Content starts

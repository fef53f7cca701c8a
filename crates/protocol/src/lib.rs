//! fragsrc protocol - record and fragment wire formats
//!
//! Everything that flows through fragsrc is built from two shapes:
//!
//! - **Records**: the self-describing binary units read from the ring
//!   transport, carrying a type tag, an optional body header and a payload.
//! - **Fragments**: the per-record units handed to the event builder,
//!   carrying a resolved timestamp, source id and barrier classification
//!   plus a reference into a packed batch buffer.
//!
//! All wire layouts are little-endian.

mod error;
mod fragment;
mod record;

pub use error::ProtocolError;
pub use fragment::{
    Fragment, FragmentBatch, FragmentHeader, DEFAULT_BATCH_BUDGET, FRAGMENT_HEADER_SIZE,
};
pub use record::{BodyHeader, RawRecord, RecordBuilder};

/// Base record header size: `[u32 size][u32 type][u32 body_header_size]`
pub const BASE_HEADER_SIZE: usize = 12;

/// Body header size: `[u64 timestamp][u32 source_id][u32 barrier]`
pub const BODY_HEADER_SIZE: usize = 16;

/// Upper bound on a single record (64 MiB) - anything larger is corrupt
pub const MAX_RECORD_SIZE: usize = 64 * 1024 * 1024;

/// Timestamp sentinel for records that carry no timestamp (scalers, text)
pub const NULL_TIMESTAMP: u64 = u64::MAX;

/// Record type tags
///
/// State transitions occupy the low tags; physics events and their
/// bookkeeping live at 30+. The tag space is sparse on purpose - sites add
/// private tags above `PHYSICS_EVENT_COUNT`.
pub mod types {
    /// Begin of run state transition
    pub const BEGIN_RUN: u32 = 1;
    /// End of run state transition
    pub const END_RUN: u32 = 2;
    /// Pause of run state transition
    pub const PAUSE_RUN: u32 = 3;
    /// Resume of run state transition
    pub const RESUME_RUN: u32 = 4;
    /// Periodic scaler readout
    pub const PERIODIC_SCALERS: u32 = 20;
    /// Monitored variable dump
    pub const MONITORED_VARIABLES: u32 = 21;
    /// Free-form run state text
    pub const RUN_STATE_TEXT: u32 = 22;
    /// Triggered physics event
    pub const PHYSICS_EVENT: u32 = 30;
    /// Trigger count bookkeeping
    pub const PHYSICS_EVENT_COUNT: u32 = 31;
}

/// Is this tag a run state transition (begin/end/pause/resume)?
#[inline]
pub fn is_state_change(type_tag: u32) -> bool {
    matches!(
        type_tag,
        types::BEGIN_RUN | types::END_RUN | types::PAUSE_RUN | types::RESUME_RUN
    )
}

/// Is this tag an end-of-run marker?
#[inline]
pub fn is_end_run(type_tag: u32) -> bool {
    type_tag == types::END_RUN
}

/// Does this record type carry a meaningful timestamp?
///
/// Only triggered physics events do; state transitions, scalers and text
/// records get [`NULL_TIMESTAMP`] unless a body header says otherwise.
#[inline]
pub fn carries_timestamp(type_tag: u32) -> bool {
    type_tag == types::PHYSICS_EVENT
}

Content ends

▶ **WHAT IS EXPECTED**: Retype, exactly and in full, the listing from its first line to the one holding "pub mod types", both included.

▶ **OUTPUT**:
repository fef53f7cca701c8a
filename crates/protocol/src/lib.rs
//! fragsrc protocol - record and fragment wire formats
//!
//! Everything that flows through fragsrc is built from two shapes:
//!
//! - **Records**: the self-describing binary units read from the ring
//!   transport, carrying a type tag, an optional body header and a payload.
//! - **Fragments**: the per-record units handed to the event builder,
//!   carrying a resolved timestamp, source id and barrier classification
//!   plus a reference into a packed batch buffer.
//!
//! All wire layouts are little-endian.

mod error;
mod fragment;
mod record;

pub use error::ProtocolError;
pub use fragment::{
    Fragment, FragmentBatch, FragmentHeader, DEFAULT_BATCH_BUDGET, FRAGMENT_HEADER_SIZE,
};
pub use record::{BodyHeader, RawRecord, RecordBuilder};

/// Base record header size: `[u32 size][u32 type][u32 body_header_size]`
pub const BASE_HEADER_SIZE: usize = 12;

/// Body header size: `[u64 timestamp][u32 source_id][u32 barrier]`
pub const BODY_HEADER_SIZE: usize = 16;

/// Upper bound on a single record (64 MiB) - anything larger is corrupt
pub const MAX_RECORD_SIZE: usize = 64 * 1024 * 1024;

/// Timestamp sentinel for records that carry no timestamp (scalers, text)
pub const NULL_TIMESTAMP: u64 = u64::MAX;

/// Record type tags
///
/// State transitions occupy the low tags; physics events and their
/// bookkeeping live at 30+. The tag space is sparse on purpose - sites add
/// private tags above `PHYSICS_EVENT_COUNT`.
pub mod types {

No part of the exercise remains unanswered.